So I’m 12 weeks into my fire academy with only 2 weeks left to go. I know that I left my last short story on a major cliff hanger, but it has been so long since I last posted on here I felt it was more necessary to update you on all I’ve been up to.
The fire academy has taught me an enormous variety of new skills. I learned how to operate a chainsaw for the first time in my life, and a few days ago I had the opportunity to carve a five-cut hole in a roof over a working fire (a technique referred to as vertical ventilation). I’ve become comfortable using an SCBA (self-containing breathing apparatus), which is what firefighters don in order to breathe inside a burning structure.
In order to prepare us for the worst, part of our training required us to crawl through confined spaces wearing our turn-outs (firefighter outfits) as well as our SCBAs. One area was known as the confidence course.
This space was basically a trailer that is pitch black once they shut the door on you. The interior is a maze from hell – one that includes ladders and unexpected drop-offs. In order to pass through it successfully, we had to squeeze through narrow openings, navigate through total and complete darkness, and climb up and down ladders and slides. This is NOT a drill for the claustrophobic.
One confined space drill that was much worse than the confidence trailer was the X-box (no, not like the video game console… not at all).

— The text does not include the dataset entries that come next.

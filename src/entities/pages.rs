use sea_orm::entity::prelude::*;

#[derive(Clone, Debug, PartialEq, Eq, DeriveEntityModel)]
#[sea_orm(table_name = "pages")]
pub struct Model {
    #[sea_orm(primary_key)]
    pub id: i32,

    pub diary_id: i32,

    /// ISO `YYYY-MM-DD`, validated before insert.
    pub date: String,

    /// 24-hour `HH:MM`, validated before insert.
    pub time: String,

    pub title: String,

    pub content: String,

    pub created_at: String,
}

#[derive(Copy, Clone, Debug, EnumIter, DeriveRelation)]
pub enum Relation {
    #[sea_orm(
        belongs_to = "super::diaries::Entity",
        from = "Column::DiaryId",
        to = "super::diaries::Column::Id",
        on_update = "NoAction",
        on_delete = "Cascade"
    )]
    Diaries,
}

impl Related<super::diaries::Entity> for Entity {
    fn to() -> RelationDef {
        Relation::Diaries.def()
    }
}

impl ActiveModelBehavior for ActiveModel {}
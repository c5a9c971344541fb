//! API error surface.
//!
//! Handlers return [`ApiError`]; its `IntoResponse` records the failure in
//! a response extension, and the outermost [`format_errors`] middleware
//! turns that into the JSON body. Funnelling every failure through one
//! formatter keeps the body shape identical across all routes:
//! `{path, timestamp, message}` plus `validationErrors` when present.

use axum::extract::Request;
use axum::http::StatusCode;
use axum::middleware::Next;
use axum::response::{IntoResponse, Json, Response};
use serde::Serialize;
use tracing::error;

use crate::messages;
use crate::services::AccountError;
use crate::validation::ValidationErrors;

#[derive(Debug)]
pub struct ApiError {
    status: StatusCode,
    message: &'static str,
    validation_errors: Option<ValidationErrors>,
}

impl ApiError {
    #[must_use]
    pub const fn new(status: StatusCode, message: &'static str) -> Self {
        Self {
            status,
            message,
            validation_errors: None,
        }
    }

    #[must_use]
    pub const fn validation(errors: ValidationErrors) -> Self {
        Self {
            status: StatusCode::BAD_REQUEST,
            message: messages::VALIDATION_FAILURE,
            validation_errors: Some(errors),
        }
    }

    #[must_use]
    pub const fn unauthorized(message: &'static str) -> Self {
        Self::new(StatusCode::UNAUTHORIZED, message)
    }

    #[must_use]
    pub const fn forbidden(message: &'static str) -> Self {
        Self::new(StatusCode::FORBIDDEN, message)
    }
}

impl From<AccountError> for ApiError {
    fn from(err: AccountError) -> Self {
        match err {
            AccountError::Validation(errors) => Self::validation(errors),
            AccountError::AuthenticationFailed => {
                Self::unauthorized(messages::AUTHENTICATION_FAILURE)
            }
            AccountError::AccountNotActivated => {
                Self::forbidden(messages::INVALID_LOGIN_ACCOUNT_NOT_ACTIVATED)
            }
            AccountError::InvalidActivationToken => {
                Self::forbidden(messages::INVALID_ACTIVATION_TOKEN)
            }
            AccountError::InvalidResetToken => {
                Self::forbidden(messages::INVALID_PASSWORD_RESET_TOKEN)
            }
            AccountError::UnknownEmail => Self::new(
                StatusCode::NOT_FOUND,
                messages::INVALID_PASSWORD_RESET_UNKNOWN_MAIL,
            ),
            AccountError::Forbidden => Self::forbidden(messages::FORBIDDEN),
            AccountError::EmailDelivery(cause) => {
                error!("Email delivery failed: {}", cause);
                Self::new(StatusCode::BAD_GATEWAY, messages::EMAIL_FAILURE)
            }
            AccountError::Database(cause) => {
                error!("Database error: {}", cause);
                Self::new(StatusCode::INTERNAL_SERVER_ERROR, messages::INTERNAL_ERROR)
            }
            AccountError::Internal(cause) => {
                error!("Internal error: {}", cause);
                Self::new(StatusCode::INTERNAL_SERVER_ERROR, messages::INTERNAL_ERROR)
            }
        }
    }
}

impl From<anyhow::Error> for ApiError {
    fn from(err: anyhow::Error) -> Self {
        error!("Internal error: {:#}", err);
        Self::new(StatusCode::INTERNAL_SERVER_ERROR, messages::INTERNAL_ERROR)
    }
}

/// Carried on the response so [`format_errors`] can build the body with
/// the request path in scope.
#[derive(Debug, Clone)]
struct Failure {
    message: &'static str,
    validation_errors: Option<ValidationErrors>,
}

impl IntoResponse for ApiError {
    fn into_response(self) -> Response {
        let mut response = self.status.into_response();
        response.extensions_mut().insert(Failure {
            message: self.message,
            validation_errors: self.validation_errors,
        });
        response
    }
}

#[derive(Serialize)]
struct ErrorBody {
    path: String,
    timestamp: i64,
    message: &'static str,
    #[serde(rename = "validationErrors", skip_serializing_if = "Option::is_none")]
    validation_errors: Option<ValidationErrors>,
}

/// Outermost layer: rewrites any response carrying a [`Failure`] extension
/// into the uniform error body.
pub async fn format_errors(request: Request, next: Next) -> Response {
    let path = request.uri().path().to_string();
    let mut response = next.run(request).await;

    if let Some(failure) = response.extensions_mut().remove::<Failure>() {
        let body = ErrorBody {
            path,
            timestamp: chrono::Utc::now().timestamp_millis(),
            message: failure.message,
            validation_errors: failure.validation_errors,
        };
        return (response.status(), Json(body)).into_response();
    }

    response
}
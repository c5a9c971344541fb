pub mod account_service;
pub mod account_service_impl;
pub mod credentials;
pub mod session;

pub use account_service::{
    AccountError, AccountService, AuthenticatedUser, NewAccount, UserSummary,
};
pub use account_service_impl::SeaOrmAccountService;
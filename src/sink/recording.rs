use std::sync::Arc;
use parking_lot::Mutex;
use crate::sink::{OutputSink, SinkResult};

/// Keeps every announced value. Clones share the same log, so a caller can
/// hand one clone to the CPU and inspect the other.
#[derive(Debug, Clone, Default)]
pub struct RecordingSink {
    announcements: Arc<Mutex<Vec<u8>>>,
}

impl RecordingSink {
    pub fn new() -> Self {
        Self::default()
    }

    /// Snapshot of the values announced so far, oldest first
    pub fn announcements(&self) -> Vec<u8> {
        self.announcements.lock().clone()
    }

    pub fn len(&self) -> usize {
        self.announcements.lock().len()
    }

    pub fn is_empty(&self) -> bool {
        self.announcements.lock().is_empty()
    }
}

impl OutputSink for RecordingSink {
    fn announce(&mut self, value: u8) -> SinkResult<()> {
        self.announcements.lock().push(value);
        Ok(())
    }
}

The X-box is rectangular box of wood with wires running through it everywhere. We were required to crawl through this confined space wearing our turnouts and SCBAs with a hood covering our eyes in seven minutes or less. At one point when I was passing through, the wires prevented me from moving forward or backward. I began breathing frantically and felt like a trapped rat. While this was going on, one of our instructors was yelling at me to give him a proper LUNAR (Location, Unit, Name, Air, Resources). A lunar is the distress call a firefighter gives when they are trapped in an environment with an immediate threat to life and health. Here’s an example:
Firefighter: Mayday mayday mayday!
Incident Commander: Clear all traffic for emergency broadcast.
Firefighter: This is firefighter Watt with interior attack. I’m entangled in wires on division 1, alpha side of the building. I’m down to my last quarter of air, and I need a Ric team with wire cutters to extricate me.
In the next few weeks I’ll be able to post the academy video for you all to see some of the footage for yourselves. I’m really happy I’ve had the opportunity to acquire all of this knowledge, as it is not only preparing me for a career in the fire service, but I also have a wealth of personal experience that I can use in future action/adventure stories. I won’t be as busy as I have been, so I should be able to post on here more frequently.
Oh yeah, one more thing – I have a new girlfriend : ). Say hello to Riley!